● Exercise instructions: Can you restate the lines of the entries below, word for word, from the first one through the line that includes "does not name"?

Material for this task section start

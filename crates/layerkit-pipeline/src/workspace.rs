//! The build workspace: an isolated directory mirroring the project layout
//! in which both toolchain stages run.

use layerkit_config::ManifestPair;
use layerkit_core::pipeline::BuildRecipe;
use layerkit_core::{Error, Result};
use std::fs;
use std::io::{self, Write};
use std::path::{Component, Path, PathBuf};
use tracing::{debug, info};

use crate::fsutil;

/// Directory inside the workspace holding layerkit's own state.
pub const STATE_DIR: &str = ".layerkit";
const LOCK_FILE: &str = "lock";

pub struct BuildWorkspace {
    root: PathBuf,
}

impl BuildWorkspace {
    /// Open (creating if needed) the workspace at `root`. The root is
    /// canonicalized so it can be bind-mounted into builder containers.
    pub fn open(root: &Path) -> Result<Self> {
        fs::create_dir_all(root.join(STATE_DIR))?;
        let root = root.canonicalize()?;
        Ok(Self { root })
    }

    pub fn root(&self) -> &Path {
        &self.root
    }

    pub fn state_dir(&self) -> PathBuf {
        self.root.join(STATE_DIR)
    }

    /// Join a recipe path onto the workspace root. Paths that are absolute,
    /// climb out with `..`, or name the root itself are refused, so nothing
    /// outside the workspace is ever written or deleted.
    pub fn path(&self, relative: &Path) -> Result<PathBuf> {
        let mut named = false;
        for component in relative.components() {
            match component {
                Component::Normal(_) => named = true,
                Component::CurDir => {}
                _ => {
                    return Err(Error::Internal(format!(
                        "'{}' escapes the build workspace",
                        relative.display()
                    )));
                }
            }
        }
        if !named {
            return Err(Error::Internal(format!(
                "'{}' does not name a path inside the build workspace",
                relative.display()
            )));
        }
        Ok(self.root.join(relative))
    }

    pub fn target_dir(&self, recipe: &BuildRecipe) -> Result<PathBuf> {
        self.path(&recipe.toolchain.target_dir)
    }

    /// Where the toolchain leaves the release binary.
    pub fn release_artifact_path(&self, recipe: &BuildRecipe) -> Result<PathBuf> {
        Ok(self
            .path(&recipe.toolchain.output_dir)?
            .join(&recipe.project.binary))
    }

    /// Take the exclusive workspace lock. Fails with `WorkspaceLocked` when
    /// another build holds it.
    pub fn lock(&self) -> Result<WorkspaceLock> {
        let path = self.state_dir().join(LOCK_FILE);
        match fs::OpenOptions::new().write(true).create_new(true).open(&path) {
            Ok(mut file) => {
                writeln!(file, "{}", std::process::id())?;
                debug!(path = %path.display(), "Acquired workspace lock");
                Ok(WorkspaceLock { path })
            }
            Err(e) if e.kind() == io::ErrorKind::AlreadyExists => {
                Err(Error::WorkspaceLocked(path.display().to_string()))
            }
            Err(e) => Err(e.into()),
        }
    }

    /// Reset the workspace to the dependency skeleton: the manifest pair at
    /// its project-relative location plus the placeholder source. Everything
    /// else except the state directory is removed.
    pub fn prepare_skeleton(&self, recipe: &BuildRecipe, pair: &ManifestPair) -> Result<()> {
        let manifest = self.path(&recipe.manifest.manifest)?;
        let lock = self.path(&recipe.manifest.lock)?;
        let placeholder = &recipe.toolchain.placeholder;
        let placeholder_path = self.path(&placeholder.path)?;

        for entry in fs::read_dir(&self.root)? {
            let entry = entry?;
            if entry.file_name() == STATE_DIR {
                continue;
            }
            fsutil::remove_path(&entry.path())?;
        }

        write_file(&manifest, pair.manifest.as_bytes())?;
        write_file(&lock, pair.lock.as_bytes())?;
        write_file(&placeholder_path, placeholder.contents.as_bytes())?;

        info!(
            workspace = %self.root.display(),
            placeholder = %placeholder.path.display(),
            "Prepared dependency skeleton"
        );
        Ok(())
    }

    /// Remove the placeholder and any source-tree directories left over
    /// from the skeleton.
    pub fn teardown_skeleton(&self, recipe: &BuildRecipe) -> Result<()> {
        let mut doomed = vec![self.path(&recipe.toolchain.placeholder.path)?];
        for dir in recipe.source_tree() {
            doomed.push(self.path(dir)?);
        }
        for path in doomed {
            fsutil::remove_path(&path)?;
        }
        Ok(())
    }

    /// Copy the real source tree (sources and templates) into the
    /// workspace. A missing source directory is a compile error.
    pub fn ingest_sources(&self, recipe: &BuildRecipe) -> Result<u64> {
        let mut files = 0;
        for dir in recipe.source_tree() {
            let into = self.path(dir)?;
            let from = recipe.resolve(dir);
            if !from.is_dir() {
                return Err(Error::Compile(format!(
                    "source directory not found: {}",
                    from.display()
                )));
            }
            files += fsutil::copy_tree(&from, &into)?.files;
        }
        debug!(files, "Ingested source tree");
        Ok(files)
    }

    /// Delete every artifact the toolchain derived from the project's own
    /// crate, so a binary linked from the placeholder can never survive
    /// into the compile stage. Dependency artifacts are left alone.
    ///
    /// Returns the removed paths relative to the workspace root.
    pub fn invalidate_stale(&self, recipe: &BuildRecipe) -> Result<Vec<PathBuf>> {
        let out = self.path(&recipe.toolchain.output_dir)?;
        let binary = &recipe.project.binary;
        let crate_name = binary.replace('-', "_");

        let mut doomed = vec![out.join(binary), out.join(format!("{binary}.d"))];
        for dir in ["deps", ".fingerprint", "incremental", "build"] {
            let dir = out.join(dir);
            let entries = match fs::read_dir(&dir) {
                Ok(entries) => entries,
                Err(e) if e.kind() == io::ErrorKind::NotFound => continue,
                Err(e) => return Err(e.into()),
            };
            for entry in entries {
                let entry = entry?;
                let name = entry.file_name();
                let name = name.to_string_lossy();
                if is_artifact_of(&name, binary) || is_artifact_of(&name, &crate_name) {
                    doomed.push(entry.path());
                }
            }
        }

        let mut removed = Vec::new();
        for path in doomed {
            if fsutil::remove_path(&path)? {
                let relative = path.strip_prefix(&self.root).unwrap_or(&path).to_path_buf();
                debug!(path = %relative.display(), "Removed stale artifact");
                removed.push(relative);
            }
        }
        removed.sort();
        Ok(removed)
    }
}

/// Exclusive hold on a workspace; released on drop.
#[derive(Debug)]
pub struct WorkspaceLock {
    path: PathBuf,
}

impl Drop for WorkspaceLock {
    fn drop(&mut self) {
        let _ = fs::remove_file(&self.path);
    }
}

fn write_file(path: &Path, contents: &[u8]) -> io::Result<()> {
    if let Some(parent) = path.parent() {
        fs::create_dir_all(parent)?;
    }
    fs::write(path, contents)
}

/// Whether `file_name` is `<stem>` or a toolchain artifact named
/// `<stem>-<hex hash>[.ext]`. The hash check keeps `app-utils-…` from
/// matching `app`.
fn is_artifact_of(file_name: &str, stem: &str) -> bool {
    if file_name == stem {
        return true;
    }
    let Some(rest) = file_name
        .strip_prefix(stem)
        .and_then(|rest| rest.strip_prefix('-'))
    else {
        return false;
    };
    let hash = rest.split('.').next().unwrap_or("");
    !hash.is_empty() && hash.chars().all(|c| c.is_ascii_hexdigit())
}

Material for this task section end

● Answer for the task:
filename crates/layerkit-pipeline/src/workspace.rs
//! The build workspace: an isolated directory mirroring the project layout
//! in which both toolchain stages run.

use layerkit_config::ManifestPair;
use layerkit_core::pipeline::BuildRecipe;
use layerkit_core::{Error, Result};
use std::fs;
use std::io::{self, Write};
use std::path::{Component, Path, PathBuf};
use tracing::{debug, info};

use crate::fsutil;

/// Directory inside the workspace holding layerkit's own state.
pub const STATE_DIR: &str = ".layerkit";
const LOCK_FILE: &str = "lock";

pub struct BuildWorkspace {
    root: PathBuf,
}

impl BuildWorkspace {
    /// Open (creating if needed) the workspace at `root`. The root is
    /// canonicalized so it can be bind-mounted into builder containers.
    pub fn open(root: &Path) -> Result<Self> {
        fs::create_dir_all(root.join(STATE_DIR))?;
        let root = root.canonicalize()?;
        Ok(Self { root })
    }

    pub fn root(&self) -> &Path {
        &self.root
    }

    pub fn state_dir(&self) -> PathBuf {
        self.root.join(STATE_DIR)
    }

    /// Join a recipe path onto the workspace root. Paths that are absolute,
    /// climb out with `..`, or name the root itself are refused, so nothing
    /// outside the workspace is ever written or deleted.
    pub fn path(&self, relative: &Path) -> Result<PathBuf> {
        let mut named = false;
        for component in relative.components() {
            match component {
                Component::Normal(_) => named = true,
                Component::CurDir => {}
                _ => {
                    return Err(Error::Internal(format!(
                        "'{}' escapes the build workspace",
                        relative.display()
                    )));
                }
            }
        }
        if !named {
            return Err(Error::Internal(format!(
                "'{}' does not name a path inside the build workspace",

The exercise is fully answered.